--- START ---

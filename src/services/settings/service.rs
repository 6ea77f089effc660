use std::fs;
use std::path::{Path, PathBuf};

use anyhow::{anyhow, Context, Result};
use directories::ProjectDirs;

use crate::models::settings::Settings;

const CONFIG_FILE: &str = "scheduler.toml";
const DATABASE_FILE: &str = "events.db";

fn project_dirs() -> Option<ProjectDirs> {
    ProjectDirs::from("com", "KenBoyle", "CalendarScheduler")
}

/// Reads and writes the TOML settings file.
pub struct SettingsService {
    path: PathBuf,
}

impl SettingsService {
    pub fn new(path: impl Into<PathBuf>) -> Self {
        Self { path: path.into() }
    }

    /// Settings file in the platform config directory, or the working
    /// directory when no home directory can be resolved.
    pub fn from_project_dirs() -> Self {
        match project_dirs() {
            Some(dirs) => Self::new(dirs.config_dir().join(CONFIG_FILE)),
            None => Self::new(CONFIG_FILE),
        }
    }

    /// Database location used when settings name none.
    pub fn default_database_path() -> PathBuf {
        match project_dirs() {
            Some(dirs) => dirs.data_dir().join(DATABASE_FILE),
            None => PathBuf::from(DATABASE_FILE),
        }
    }

    pub fn path(&self) -> &Path {
        &self.path
    }

    /// Load settings. A missing file yields the defaults.
    pub fn get(&self) -> Result<Settings> {
        if !self.path.exists() {
            log::info!(
                "No settings file at {}, using defaults",
                self.path.display()
            );
            return Ok(Settings::default());
        }

        let content = fs::read_to_string(&self.path)
            .with_context(|| format!("Failed to read settings from {}", self.path.display()))?;
        let settings: Settings = toml::from_str(&content)
            .with_context(|| format!("Failed to parse settings in {}", self.path.display()))?;
        settings
            .validate()
            .map_err(|e| anyhow!("Invalid settings: {}", e))?;

        Ok(settings)
    }

    /// Validate and write settings, creating the parent directory if needed.
    pub fn update(&self, settings: &Settings) -> Result<()> {
        settings
            .validate()
            .map_err(|e| anyhow!("Invalid settings: {}", e))?;

        if let Some(parent) = self.path.parent().filter(|p| !p.as_os_str().is_empty()) {
            fs::create_dir_all(parent)
                .with_context(|| format!("Failed to create directory {}", parent.display()))?;
        }

        let content = toml::to_string_pretty(settings).context("Failed to serialize settings")?;
        fs::write(&self.path, content)
            .with_context(|| format!("Failed to write settings to {}", self.path.display()))?;

        Ok(())
    }

    /// Reset settings to defaults
    pub fn reset(&self) -> Result<()> {
        self.update(&Settings::default())
    }
}
use chrono::{Duration, NaiveDateTime};

pub(super) fn next(cursor: NaiveDateTime, interval: u32) -> Option<NaiveDateTime> {
    cursor.checked_add_signed(Duration::days(i64::from(interval)))
}
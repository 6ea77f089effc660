//! Event scheduler.
//! Orchestrates create, update, move, resize and delete for each owner's
//! calendar, keeping materialized occurrences in step with their rules.
//!
//! Each owner's calendar sits behind its own `RwLock`. Mutations hold the
//! write lock from the conflict read through the store commit, so no other
//! change for that owner can interleave; reads share the lock.

use std::collections::HashMap;
use std::sync::atomic::{AtomicI64, Ordering};
use std::sync::{
    Arc, Mutex, PoisonError, RwLock, RwLockReadGuard, RwLockWriteGuard,
};

use anyhow::anyhow;

use crate::error::{Result, SchedulerError};
use crate::models::event::{Event, EventId, OwnerId};
use crate::models::settings::Settings;
use crate::services::store::{EventStore, WriteSet};

mod calendar;
mod crud;
mod moves;
mod queries;

use calendar::OwnerCalendar;

/// Whether a mutation must be rejected when it would overlap live items.
///
/// There is no default; every mutation names its choice.
///
/// ```compile_fail
/// use calendar_scheduler::ConflictCheck;
///
/// let _check = ConflictCheck::default();
/// ```
#[derive(Debug, Clone, Copy, PartialEq, Eq)]
pub enum ConflictCheck {
    /// Reject with [`SchedulerError::ConflictDetected`] and persist nothing.
    Enforce,
    /// Proceed regardless of overlaps.
    Ignore,
}

impl ConflictCheck {
    pub fn is_enforced(&self) -> bool {
        matches!(self, ConflictCheck::Enforce)
    }
}

pub struct EventScheduler<S: EventStore> {
    store: S,
    settings: Settings,
    calendars: Mutex<HashMap<OwnerId, Arc<RwLock<OwnerCalendar>>>>,
    next_id: AtomicI64,
}

impl<S: EventStore> EventScheduler<S> {
    /// Build a scheduler over `store`. Ids continue after the highest id the
    /// store has seen.
    pub fn new(store: S, settings: Settings) -> Result<Self> {
        settings
            .validate()
            .map_err(|e| SchedulerError::Storage(anyhow!("Invalid settings: {}", e)))?;
        let max_id = store.max_event_id()?;
        log::debug!("Event scheduler starting after id {}", max_id);

        Ok(Self {
            store,
            settings,
            calendars: Mutex::new(HashMap::new()),
            next_id: AtomicI64::new(max_id + 1),
        })
    }

    pub fn settings(&self) -> &Settings {
        &self.settings
    }

    pub fn store(&self) -> &S {
        &self.store
    }

    /// Drop the cached calendar of `owner`; the next access reloads it.
    pub fn evict(&self, owner: OwnerId) {
        self.calendars
            .lock()
            .unwrap_or_else(PoisonError::into_inner)
            .remove(&owner);
    }

    fn calendar(&self, owner: OwnerId) -> Result<Arc<RwLock<OwnerCalendar>>> {
        if let Some(calendar) = self.cached(owner) {
            return Ok(calendar);
        }

        // Load without the registry lock so other owners are not held up.
        let snapshot = self.store.load_owner(owner)?;
        log::debug!(
            "Loaded {} event(s) and {} occurrence(s) for {}",
            snapshot.events.len(),
            snapshot.occurrences.len(),
            owner
        );
        let loaded = Arc::new(RwLock::new(OwnerCalendar::from_snapshot(owner, snapshot)));

        // A concurrent first access may have won; keep whichever landed first.
        let mut calendars = self.calendars.lock().unwrap_or_else(PoisonError::into_inner);
        let calendar = calendars.entry(owner).or_insert(loaded);
        Ok(Arc::clone(calendar))
    }

    fn cached(&self, owner: OwnerId) -> Option<Arc<RwLock<OwnerCalendar>>> {
        self.calendars
            .lock()
            .unwrap_or_else(PoisonError::into_inner)
            .get(&owner)
            .map(Arc::clone)
    }

    fn allocate_id(&self) -> EventId {
        EventId(self.next_id.fetch_add(1, Ordering::SeqCst))
    }

    /// Persist `write_set`, then mirror it into the cache.
    fn commit(&self, calendar: &mut OwnerCalendar, write_set: WriteSet) -> Result<()> {
        if write_set.is_empty() {
            return Ok(());
        }
        self.store.commit(&write_set)?;
        calendar.apply(&write_set);
        Ok(())
    }

    /// Look up an owned event, telling missing ids apart from foreign ones.
    fn owned<'c>(&self, calendar: &'c OwnerCalendar, owner: OwnerId, id: EventId) -> Result<&'c Event> {
        if let Some(event) = calendar.events.get(&id) {
            return Ok(event);
        }
        match self.store.owner_of(id)? {
            Some(other) if other != owner => {
                log::warn!("{} attempted to access event {} of {}", owner, id, other);
                Err(SchedulerError::Unauthorized { owner, event: id })
            }
            _ => Err(SchedulerError::NotFound(format!("event {}", id))),
        }
    }
}

fn read(calendar: &RwLock<OwnerCalendar>) -> RwLockReadGuard<'_, OwnerCalendar> {
    calendar.read().unwrap_or_else(PoisonError::into_inner)
}

fn write(calendar: &RwLock<OwnerCalendar>) -> RwLockWriteGuard<'_, OwnerCalendar> {
    calendar.write().unwrap_or_else(PoisonError::into_inner)
}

--- END ---

# EXERCISE BRIEF:
Copy out the full set of entries without altering anything.

# TASK ANSWER:
filename src/services/settings/service.rs
repository 6ea77f089effc660
use std::fs;
use std::path::{Path, PathBuf};

use anyhow::{anyhow, Context, Result};
use directories::ProjectDirs;

use crate::models::settings::Settings;

const CONFIG_FILE: &str = "scheduler.toml";
const DATABASE_FILE: &str = "events.db";

fn project_dirs() -> Option<ProjectDirs> {
    ProjectDirs::from("com", "KenBoyle", "CalendarScheduler")
}

/// Reads and writes the TOML settings file.
pub struct SettingsService {
    path: PathBuf,
}

impl SettingsService {
    pub fn new(path: impl Into<PathBuf>) -> Self {
        Self { path: path.into() }
    }

    /// Settings file in the platform config directory, or the working
    /// directory when no home directory can be resolved.
    pub fn from_project_dirs() -> Self {
        match project_dirs() {
            Some(dirs) => Self::new(dirs.config_dir().join(CONFIG_FILE)),
            None => Self::new(CONFIG_FILE),
        }
    }

    /// Database location used when settings name none.
    pub fn default_database_path() -> PathBuf {
        match project_dirs() {
            Some(dirs) => dirs.data_dir().join(DATABASE_FILE),
            None => PathBuf::from(DATABASE_FILE),
        }
    }

    pub fn path(&self) -> &Path {
        &self.path
    }

    /// Load settings. A missing file yields the defaults.
    pub fn get(&self) -> Result<Settings> {
        if !self.path.exists() {
            log::info!(
                "No settings file at {}, using defaults",
                self.path.display()
            );
            return Ok(Settings::default());
        }

        let content = fs::read_to_string(&self.path)
            .with_context(|| format!("Failed to read settings from {}", self.path.display()))?;
        let settings: Settings = toml::from_str(&content)
            .with_context(|| format!("Failed to parse settings in {}", self.path.display()))?;
        settings
            .validate()
            .map_err(|e| anyhow!("Invalid settings: {}", e))?;

        Ok(settings)
    }

    /// Validate and write settings, creating the parent directory if needed.
    pub fn update(&self, settings: &Settings) -> Result<()> {
        settings
            .validate()
            .map_err(|e| anyhow!("Invalid settings: {}", e))?;

        if let Some(parent) = self.path.parent().filter(|p| !p.as_os_str().is_empty()) {
            fs::create_dir_all(parent)
                .with_context(|| format!("Failed to create directory {}", parent.display()))?;
        }

        let content = toml::to_string_pretty(settings).context("Failed to serialize settings")?;
        fs::write(&self.path, content)
            .with_context(|| format!("Failed to write settings to {}", self.path.display()))?;

        Ok(())
    }

    /// Reset settings to defaults
    pub fn reset(&self) -> Result<()> {
        self.update(&Settings::default())
    }
}
use chrono::{Duration, NaiveDateTime};

pub(super) fn next(cursor: NaiveDateTime, interval: u32) -> Option<NaiveDateTime> {
    cursor.checked_add_signed(Duration::days(i64::from(interval)))
}
repository 6ea77f089effc660
//! Event scheduler.
//! Orchestrates create, update, move, resize and delete for each owner's
//! calendar, keeping materialized occurrences in step with their rules.
//!
//! Each owner's calendar sits behind its own `RwLock`. Mutations hold the
//! write lock from the conflict read through the store commit, so no other
//! change for that owner can interleave; reads share the lock.

use std::collections::HashMap;
use std::sync::atomic::{AtomicI64, Ordering};
use std::sync::{
    Arc, Mutex, PoisonError, RwLock, RwLockReadGuard, RwLockWriteGuard,
};

use anyhow::anyhow;

use crate::error::{Result, SchedulerError};
use crate::models::event::{Event, EventId, OwnerId};
use crate::models::settings::Settings;
use crate::services::store::{EventStore, WriteSet};

mod calendar;
mod crud;
mod moves;
mod queries;

use calendar::OwnerCalendar;

/// Whether a mutation must be rejected when it would overlap live items.
///
/// There is no default; every mutation names its choice.
///
/// ```compile_fail
/// use calendar_scheduler::ConflictCheck;
///
/// let _check = ConflictCheck::default();
/// ```
#[derive(Debug, Clone, Copy, PartialEq, Eq)]
pub enum ConflictCheck {
    /// Reject with [`SchedulerError::ConflictDetected`] and persist nothing.
    Enforce,
    /// Proceed regardless of overlaps.
    Ignore,
}

impl ConflictCheck {
    pub fn is_enforced(&self) -> bool {
        matches!(self, ConflictCheck::Enforce)
    }
}

pub struct EventScheduler<S: EventStore> {
    store: S,
    settings: Settings,
    calendars: Mutex<HashMap<OwnerId, Arc<RwLock<OwnerCalendar>>>>,
    next_id: AtomicI64,
}

impl<S: EventStore> EventScheduler<S> {
    /// Build a scheduler over `store`. Ids continue after the highest id the
    /// store has seen.
    pub fn new(store: S, settings: Settings) -> Result<Self> {
        settings
            .validate()
            .map_err(|e| SchedulerError::Storage(anyhow!("Invalid settings: {}", e)))?;
        let max_id = store.max_event_id()?;
        log::debug!("Event scheduler starting after id {}", max_id);

        Ok(Self {
            store,
            settings,
            calendars: Mutex::new(HashMap::new()),
            next_id: AtomicI64::new(max_id + 1),
        })
    }

    pub fn settings(&self) -> &Settings {
        &self.settings
    }

    pub fn store(&self) -> &S {
        &self.store
    }

    /// Drop the cached calendar of `owner`; the next access reloads it.
    pub fn evict(&self, owner: OwnerId) {
        self.calendars
            .lock()
            .unwrap_or_else(PoisonError::into_inner)
            .remove(&owner);
    }

    fn calendar(&self, owner: OwnerId) -> Result<Arc<RwLock<OwnerCalendar>>> {
        if let Some(calendar) = self.cached(owner) {
            return Ok(calendar);
        }

        // Load without the registry lock so other owners are not held up.
        let snapshot = self.store.load_owner(owner)?;
        log::debug!(
            "Loaded {} event(s) and {} occurrence(s) for {}",
            snapshot.events.len(),
            snapshot.occurrences.len(),
            owner
        );
        let loaded = Arc::new(RwLock::new(OwnerCalendar::from_snapshot(owner, snapshot)));

        // A concurrent first access may have won; keep whichever landed first.
        let mut calendars = self.calendars.lock().unwrap_or_else(PoisonError::into_inner);
        let calendar = calendars.entry(owner).or_insert(loaded);
        Ok(Arc::clone(calendar))
    }

    fn cached(&self, owner: OwnerId) -> Option<Arc<RwLock<OwnerCalendar>>> {
        self.calendars
            .lock()
            .unwrap_or_else(PoisonError::into_inner)
            .get(&owner)
            .map(Arc::clone)
    }

    fn allocate_id(&self) -> EventId {
        EventId(self.next_id.fetch_add(1, Ordering::SeqCst))
    }

    /// Persist `write_set`, then mirror it into the cache.
    fn commit(&self, calendar: &mut OwnerCalendar, write_set: WriteSet) -> Result<()> {
        if write_set.is_empty() {
            return Ok(());
        }
        self.store.commit(&write_set)?;
        calendar.apply(&write_set);
        Ok(())
    }

    /// Look up an owned event, telling missing ids apart from foreign ones.
    fn owned<'c>(&self, calendar: &'c OwnerCalendar, owner: OwnerId, id: EventId) -> Result<&'c Event> {
        if let Some(event) = calendar.events.get(&id) {
            return Ok(event);
        }
        match self.store.owner_of(id)? {
            Some(other) if other != owner => {
                log::warn!("{} attempted to access event {} of {}", owner, id, other);
                Err(SchedulerError::Unauthorized { owner, event: id })
            }
            _ => Err(SchedulerError::NotFound(format!("event {}", id))),
        }
    }
}

fn read(calendar: &RwLock<OwnerCalendar>) -> RwLockReadGuard<'_, OwnerCalendar> {
    calendar.read().unwrap_or_else(PoisonError::into_inner)
}

fn write(calendar: &RwLock<OwnerCalendar>) -> RwLockWriteGuard<'_, OwnerCalendar> {
    calendar.write().unwrap_or_else(PoisonError::into_inner)
}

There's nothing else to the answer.